Outcome C: Grand Valley has mutually beneficial relationships, partnerships, collaborations, and connections with local, state, national, and world communities.

Objective 4.C.1

The NRM undergraduate program will establish an external professional advisory council that will meet annually to confer with the faculty to ensure the program continues to reflect current needs in NRM-related fields.

Baseline

The Natural Resources Management program faculty determines that the program reflects the current needs in NRM-related fields.

Progress

2019 Status
Substantial Progress
Eight external advisory council members attended the meeting on February March 29, 2019. The goals for this meeting focused on creating and maintaining high-impact learning experiences for students, and potentially establishing long-term internship or experiential learning opportunities for students by matching student projects with the needs of external agencies and organizations. The NRM Program received valuable feedback that it will use to consider future changes to further strengthen the program.

2018 Status
Substantial Progress
Eight external advisory council members were convened in 2018 to discuss the NRM Program. The NRM Program received valuable feedback that it will use to consider future changes to further strengthen the program and reflect current needs in NRM-related fields.

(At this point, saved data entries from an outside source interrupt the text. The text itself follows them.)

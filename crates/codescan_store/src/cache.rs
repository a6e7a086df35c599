//! Content-addressed cache for normalized source and token streams.
//!
//! Keyed by content checksum rather than scan id, so the same file
//! re-uploaded in a different scan skips normalization entirely. A cache
//! miss is never fatal — callers fall back to recomputing.

use async_trait::async_trait;
use std::collections::HashMap;
use std::path::PathBuf;
use std::sync::Mutex;
use tokio::fs;

pub fn norm_key(checksum: &str) -> String {
    format!("norm:{checksum}")
}

pub fn tokens_key(checksum: &str) -> String {
    format!("tokens:{checksum}")
}

#[async_trait]
pub trait Cache: Send + Sync {
    async fn get(&self, key: &str) -> Option<String>;
    async fn set(&self, key: &str, value: String);

    /// Default implementation in terms of `get` — a real Redis-backed
    /// implementation would use `EXISTS` directly instead.
    async fn exists(&self, key: &str) -> bool {
        self.get(key).await.is_some()
    }
}

/// In-process cache, useful for tests and single-process setups. Not shared
/// across processes, so it's unsuitable as the pipeline's default backend —
/// each worker role runs as its own OS process, and the normalizer's writes
/// would be invisible to the scoring process. See [`FsCache`] for the
/// cross-process default.
#[derive(Default)]
pub struct InMemoryCache {
    entries: Mutex<HashMap<String, String>>,
}

impl InMemoryCache {
    pub fn new() -> Self {
        Self::default()
    }
}

#[async_trait]
impl Cache for InMemoryCache {
    async fn get(&self, key: &str) -> Option<String> {
        self.entries.lock().unwrap().get(key).cloned()
    }

    async fn set(&self, key: &str, value: String) {
        self.entries.lock().unwrap().insert(key.to_string(), value);
    }
}

/// Filesystem-backed [`Cache`] rooted at a configured directory, one file
/// per key — the cross-process default, mirroring [`crate::blob::FsBlobStore`]'s
/// root-directory pattern. Every worker role is its own OS process talking
/// only over the bus, so the normalizer's `tokens:<checksum>` write has to
/// land somewhere the scoring process can see it too; a real deployment
/// would swap this for Redis, which is why the key scheme
/// (`norm:<checksum>`, `tokens:<checksum>`) already matches what a
/// Redis-backed implementation would use.
pub struct FsCache {
    root: PathBuf,
}

impl FsCache {
    pub fn new(root: impl Into<PathBuf>) -> Self {
        Self { root: root.into() }
    }

    fn entry_path(&self, key: &str) -> PathBuf {
        self.root.join(sanitize_key(key))
    }
}

#[async_trait]
impl Cache for FsCache {
    async fn get(&self, key: &str) -> Option<String> {
        fs::read_to_string(self.entry_path(key)).await.ok()
    }

    async fn set(&self, key: &str, value: String) {
        let path = self.entry_path(key);
        if let Some(parent) = path.parent() {
            if fs::create_dir_all(parent).await.is_err() {
                return;
            }
        }
        let _ = fs::write(path, value).await;
    }
}

fn sanitize_key(key: &str) -> String {
    key.chars()
        .map(|ch| if ch.is_ascii_alphanumeric() || ch == '-' || ch == '_' { ch } else { '_' })
        .collect()
}

#[cfg(test)]
mod tests {
    use super::*;

    #[tokio::test]
    async fn cache_roundtrips_a_value() {
        let cache = InMemoryCache::new();
        cache.set(&norm_key("abc"), "normalized text".to_string()).await;
        assert_eq!(
            cache.get(&norm_key("abc")).await,
            Some("normalized text".to_string())
        );
    }

    #[tokio::test]
    async fn cache_miss_returns_none() {
        let cache = InMemoryCache::new();
        assert_eq!(cache.get(&tokens_key("missing")).await, None);
    }

    #[tokio::test]
    async fn fs_cache_roundtrips_a_value() {
        let dir = tempfile::tempdir().unwrap();
        let cache = FsCache::new(dir.path());
        cache.set(&tokens_key("abc"), "tok1 tok2".to_string()).await;
        assert_eq!(cache.get(&tokens_key("abc")).await, Some("tok1 tok2".to_string()));
        assert!(cache.exists(&tokens_key("abc")).await);
    }

    #[tokio::test]
    async fn fs_cache_miss_returns_none() {
        let dir = tempfile::tempdir().unwrap();
        let cache = FsCache::new(dir.path());
        assert_eq!(cache.get(&norm_key("missing")).await, None);
    }

    #[tokio::test]
    async fn fs_cache_is_shared_across_independent_handles() {
        let dir = tempfile::tempdir().unwrap();
        let writer = FsCache::new(dir.path());
        writer.set(&norm_key("xyz"), "normalized".to_string()).await;

        let reader = FsCache::new(dir.path());
        assert_eq!(reader.get(&norm_key("xyz")).await, Some("normalized".to_string()));
    }
}
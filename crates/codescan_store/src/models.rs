//! Row and params types for the relational store.

use codescan_protocol::ScanLogEntry;
use serde::{Deserialize, Serialize};

/// `scans.params_json`, deserialized. Everything that doesn't earn its own
/// column lives here: an append-only log, the single-shot latches, and the
/// pair/runtime bookkeeping the workers need to coordinate without a
/// dedicated coordinator process.
#[derive(Debug, Clone, Serialize, Deserialize, Default)]
pub struct ScanParams {
    #[serde(default)]
    pub options: Option<String>,
    #[serde(default)]
    pub logs: Vec<ScanLogEntry>,
    #[serde(default)]
    pub correlation_id: String,
    #[serde(default)]
    pub created_at_iso: String,
    #[serde(default)]
    pub pairs_generated: bool,
    #[serde(default)]
    pub total_pairs: Option<i64>,
    #[serde(default)]
    pub done_emitted: bool,
    #[serde(default)]
    pub runtime_ms: Option<i64>,
}

#[derive(Debug, Clone, sqlx::FromRow)]
pub struct ScanRow {
    pub scan_id: String,
    pub created_at: String,
    pub status: String,
    pub progress: i64,
    pub params_json: String,
}

impl ScanRow {
    pub fn params(&self) -> crate::error::Result<ScanParams> {
        Ok(serde_json::from_str(&self.params_json)?)
    }
}

#[derive(Debug, Clone, sqlx::FromRow)]
pub struct FileRow {
    pub id: i64,
    pub scan_id: String,
    pub filename: String,
    pub object_key: String,
    pub checksum: String,
    pub language: Option<String>,
    pub size: i64,
    pub created_at: String,
    pub normalized_at: Option<String>,
}

#[derive(Debug, Clone, sqlx::FromRow)]
pub struct AlertRow {
    pub id: i64,
    pub scan_id: Option<String>,
    pub service: String,
    pub error_code: String,
    pub message: String,
    pub payload_json: String,
    pub created_at: String,
}

/// One row of `list_results_pairs_for_scan`: a scored pair joined against
/// both files' names, with the display label already projected.
#[derive(Debug, Clone)]
pub struct ResultPairRow {
    pub file_a: String,
    pub file_b: String,
    pub score: f64,
    pub label: &'static str,
    pub details_json: String,
}

/// One row of `list_scans_summary`.
#[derive(Debug, Clone, sqlx::FromRow)]
pub struct ScanSummaryRow {
    pub scan_id: String,
    pub created_at: String,
    pub status: String,
    pub progress: i64,
    pub runtime_ms: i64,
    pub file_count: i64,
    pub pair_count: i64,
    pub top_similarity: f64,
    pub high_risk_count: i64,
}
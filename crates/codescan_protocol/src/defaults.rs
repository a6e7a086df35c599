//! Canonical default values shared across the CLI, workers and store.

pub const DEFAULT_DB_URL: &str = "sqlite://codescan.db";
pub const DEFAULT_BUS_ENDPOINT: &str = "tcp://127.0.0.1:5560";
pub const DEFAULT_BLOB_ROOT: &str = "./codescan-blobs";
pub const DEFAULT_CACHE_ROOT: &str = "./codescan-cache";
pub const DEFAULT_LOG_LEVEL: &str = "info";
pub const DEFAULT_WORKER_GROUP_ID: &str = "codescan-worker";

pub const TOPIC_SUBMITTED: &str = "code.submitted";
pub const TOPIC_NORMALIZED: &str = "code.normalized";
pub const TOPIC_CANDIDATES: &str = "code.candidates";
pub const TOPIC_SCORED: &str = "code.scored";
pub const TOPIC_DEADLETTER: &str = "code.deadletter";

pub const SCHEMA_VERSION: &str = "1.0";

/// How long to keep retrying a bus connection during startup before giving up.
pub const BUS_CONNECT_TIMEOUT_S: f64 = 60.0;
pub const BUS_CONNECT_INITIAL_DELAY_S: f64 = 0.5;
pub const BUS_CONNECT_MAX_DELAY_S: f64 = 5.0;

/// `params.logs` is an append-only scan log capped to this many entries.
pub const MAX_SCAN_LOG_ENTRIES: usize = 200;

/// Similarity score thresholds used to project a pair's label (see
/// `crate::types::label_for_score`): `score > HIGH` is "high",
/// `MEDIUM < score <= HIGH` is "medium", everything else is "low".
pub const LABEL_HIGH_THRESHOLD: f64 = 70.0;
pub const LABEL_MEDIUM_THRESHOLD: f64 = 40.0;
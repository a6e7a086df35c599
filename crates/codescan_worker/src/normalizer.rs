//! C3: normalizer worker.
//!
//! Consumes `code.submitted`. For each file in the manifest: skip work if
//! both cache keys already exist (checksum-addressed, so a file re-uploaded
//! in a later scan is free), otherwise fetch the blob, decode, normalize,
//! tokenize, cache both results, and emit one `code.normalized` event.

use anyhow::{Context, Result};
use codescan_ids::ScanId;
use codescan_kernel::normalize_and_tokenize;
use codescan_protocol::idempotency::normalized_key;
use codescan_protocol::{Envelope, EventType, NormalizedPayload, NormalizedRef, SubmittedPayload};
use codescan_store::cache::{norm_key, tokens_key};
use chrono::Utc;
use tracing::info;

use crate::common::WorkerContext;

/// Decode raw bytes as UTF-8, falling back to a lossy Latin-1-style mapping
/// (each byte -> its Unicode code point) on decode failure — this never
/// fails, matching the reference's `decode("latin-1", errors="replace")`.
fn decode_lossy(raw: &[u8]) -> String {
    match std::str::from_utf8(raw) {
        Ok(text) => text.to_string(),
        Err(_) => raw.iter().map(|&b| b as char).collect(),
    }
}

pub async fn process_submitted(ctx: &WorkerContext, envelope: &Envelope) -> Result<()> {
    let payload: SubmittedPayload = envelope
        .payload_as()
        .context("malformed code.submitted payload")?;
    let scan_id = ScanId::parse(&payload.scan_id).context("invalid scan_id in submitted event")?;

    codescan_store::repository::mark_normalizing_on_first_submission(&ctx.pool, scan_id.as_str())
        .await
        .context("transition scan to NORMALIZING")?;
    codescan_store::repository::append_scan_log(
        &ctx.pool,
        scan_id.as_str(),
        &format!("Normalizer: received {} file(s)", payload.files.len()),
    )
    .await?;

    for file in &payload.files {
        let nkey = norm_key(&file.checksum);
        let tkey = tokens_key(&file.checksum);

        let cache_hit = ctx.cache.exists(&nkey).await && ctx.cache.exists(&tkey).await;
        if !cache_hit {
            let raw = ctx
                .blobs
                .get(&payload.object_bucket, &file.object_key)
                .await
                .with_context(|| format!("fetch blob {}/{}", payload.object_bucket, file.object_key))?;
            let text = decode_lossy(&raw);
            let (normalized, tokens) = normalize_and_tokenize(&text);

            ctx.cache.set(&nkey, normalized).await;
            let tokens_json = serde_json::to_string(&tokens).context("serialize token stream")?;
            ctx.cache.set(&tkey, tokens_json).await;
        }

        let idempotency_key = normalized_key(scan_id.as_str(), file.file_id, &file.checksum);
        let out_payload = NormalizedPayload {
            scan_id: scan_id.as_str().to_string(),
            file_id: file.file_id,
            object_bucket: payload.object_bucket.clone(),
            object_key: file.object_key.clone(),
            checksum: file.checksum.clone(),
            language: file.language.clone(),
            cache_hit,
            normalized_ref: NormalizedRef {
                norm_key: nkey,
                tokens_key: tkey,
            },
        };
        let envelope_out = Envelope::new(
            EventType::Normalized,
            scan_id.as_str(),
            &envelope.correlation_id,
            idempotency_key,
            Utc::now().timestamp_millis(),
            &out_payload,
        )?;
        ctx.bus
            .publish(&ctx.config.topics.normalized, &envelope_out)
            .await
            .context("publish code.normalized")?;
    }

    codescan_store::repository::append_scan_log(
        &ctx.pool,
        scan_id.as_str(),
        "Normalizer: emitted code.normalized",
    )
    .await?;
    info!(scan_id = %scan_id, files = payload.files.len(), "normalizer processed submitted event");
    Ok(())
}

#[cfg(test)]
mod tests {
    use super::*;
    use crate::common::WorkerContext;
    use codescan_bus::InMemoryBus;
    use codescan_protocol::{idempotency::submitted_key, ScanStatus, SubmittedFileEntry, SystemConfig};
    use codescan_store::{create_pool, ensure_schema, DbConfig, FsBlobStore, InMemoryCache};
    use std::sync::Arc;

    async fn test_ctx() -> (WorkerContext, InMemoryBus, tempfile::TempDir) {
        let pool = create_pool(&DbConfig::sqlite_memory()).await.unwrap();
        ensure_schema(&pool).await.unwrap();
        let dir = tempfile::tempdir().unwrap();
        let blobs = Arc::new(FsBlobStore::new(dir.path()));
        let in_mem = InMemoryBus::new();
        let ctx = WorkerContext {
            pool,
            cache: Arc::new(InMemoryCache::new()),
            blobs,
            bus: Arc::new(in_mem.clone()),
            config: SystemConfig::from_env(),
        };
        (ctx, in_mem, dir)
    }

    #[tokio::test]
    async fn emits_one_normalized_event_per_file_and_writes_cache() {
        let (ctx, in_mem, _dir) = test_ctx().await;
        let scan_id = ScanId::new();
        codescan_store::repository::create_scan(
            &ctx.pool,
            scan_id.as_str(),
            ScanStatus::Pending,
            &Default::default(),
        )
        .await
        .unwrap();
        ctx.blobs.ensure_bucket("scans").await.unwrap();
        ctx.blobs
            .put("scans", "a.py", b"print(1)", "text/plain")
            .await
            .unwrap();

        let checksum = "deadbeef".to_string();
        let payload = SubmittedPayload {
            scan_id: scan_id.as_str().to_string(),
            object_bucket: "scans".to_string(),
            files: vec![SubmittedFileEntry {
                file_id: 1,
                filename: "a.py".to_string(),
                object_key: "a.py".to_string(),
                checksum: checksum.clone(),
                language: Some("python".to_string()),
                size: 8,
            }],
            options: None,
            submitted_at_ms: 0,
        };
        let idem = submitted_key(scan_id.as_str(), "corr-1");
        let envelope = Envelope::new(
            EventType::Submitted,
            scan_id.as_str(),
            "corr-1",
            idem,
            0,
            &payload,
        )
        .unwrap();

        let mut sub = in_mem.subscribe(&["code.normalized"]).await;

        process_submitted(&ctx, &envelope).await.unwrap();

        let (_, out) = sub.recv().await.unwrap();
        let out_payload: codescan_protocol::NormalizedPayload = out.payload_as().unwrap();
        assert_eq!(out_payload.file_id, 1);
        assert!(!out_payload.cache_hit);

        assert!(ctx.cache.exists(&norm_key(&checksum)).await);
        assert!(ctx.cache.exists(&tokens_key(&checksum)).await);

        let scan = codescan_store::repository::get_scan(&ctx.pool, scan_id.as_str())
            .await
            .unwrap()
            .unwrap();
        assert_eq!(scan.status, "NORMALIZING");
    }

    #[tokio::test]
    async fn second_delivery_is_a_cache_hit_and_does_not_touch_blobs() {
        let (ctx, in_mem, _dir) = test_ctx().await;
        let scan_id = ScanId::new();
        codescan_store::repository::create_scan(
            &ctx.pool,
            scan_id.as_str(),
            ScanStatus::Pending,
            &Default::default(),
        )
        .await
        .unwrap();
        ctx.blobs.ensure_bucket("scans").await.unwrap();
        ctx.blobs
            .put("scans", "a.py", b"print(1)", "text/plain")
            .await
            .unwrap();

        let checksum = "deadbeef".to_string();
        let payload = SubmittedPayload {
            scan_id: scan_id.as_str().to_string(),
            object_bucket: "scans".to_string(),
            files: vec![SubmittedFileEntry {
                file_id: 1,
                filename: "a.py".to_string(),
                object_key: "a.py".to_string(),
                checksum: checksum.clone(),
                language: None,
                size: 8,
            }],
            options: None,
            submitted_at_ms: 0,
        };
        let envelope = Envelope::new(
            EventType::Submitted,
            scan_id.as_str(),
            "corr-1",
            submitted_key(scan_id.as_str(), "corr-1"),
            0,
            &payload,
        )
        .unwrap();

        let mut sub = in_mem.subscribe(&["code.normalized"]).await;
        process_submitted(&ctx, &envelope).await.unwrap();
        let (_, first_out) = sub.recv().await.unwrap();
        let first_payload: codescan_protocol::NormalizedPayload = first_out.payload_as().unwrap();
        assert!(!first_payload.cache_hit);
        // Remove the blob: a second pass must not need it again.
        let dir2 = tempfile::tempdir().unwrap();
        let empty_blobs: Arc<dyn codescan_store::BlobStore> = Arc::new(FsBlobStore::new(dir2.path()));
        let ctx2 = WorkerContext {
            blobs: empty_blobs,
            ..ctx
        };
        process_submitted(&ctx2, &envelope).await.unwrap();
        let (_, second_out) = sub.recv().await.unwrap();
        let second_payload: codescan_protocol::NormalizedPayload = second_out.payload_as().unwrap();
        assert!(second_payload.cache_hit);
    }
}
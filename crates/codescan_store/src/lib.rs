//! Relational store, content-addressed cache and blob store for the code
//! similarity scan pipeline.
//!
//! The relational layer is the system's source of truth (spec.md §4.2): a
//! bus event is only authoritative once the relational write behind it has
//! committed. This crate owns all SQL (`schema`, `repository`), the
//! checksum-keyed normalization cache (`cache`), and the blob store
//! (`blob`) — three independently swappable collaborators, bundled here
//! only because the reference treats all three as "store adapters" with
//! dev-grade defaults needed to make the pipeline runnable and testable.

pub mod blob;
pub mod cache;
pub mod error;
pub mod models;
pub mod pool;
pub mod repository;
pub mod schema;

pub use blob::{BlobStore, FsBlobStore};
pub use cache::{Cache, FsCache, InMemoryCache};
pub use error::{Result, StoreError};
pub use pool::{create_pool, DbConfig, DbPool};
pub use schema::ensure_schema;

Outcome E: Grand Valley strategically allocates its fiscal, human, and other institutional resources.

Objective 4.E.1

The NRM undergraduate program will apply for accreditation as a professional natural resources program through the Society of American Foresters.

Baseline

The Natural Resources Management program is currently not accredited, putting it at a competitive disadvantage with other natural resources programs regionally and nationally.

Progress

2019 Status
Substantial Progress
The NRM Program received institutional approval to pursue accreditation through the Society of American Foresters. It will pursue this application in 2020.

2018 Status
Substantial Progress
NRM faculty have established a timeline for completion of tasks associated with accreditation. The program is on track to complete a proposal and seek approval for Accreditation from both GVSU and the Society of American Foresters in 2019.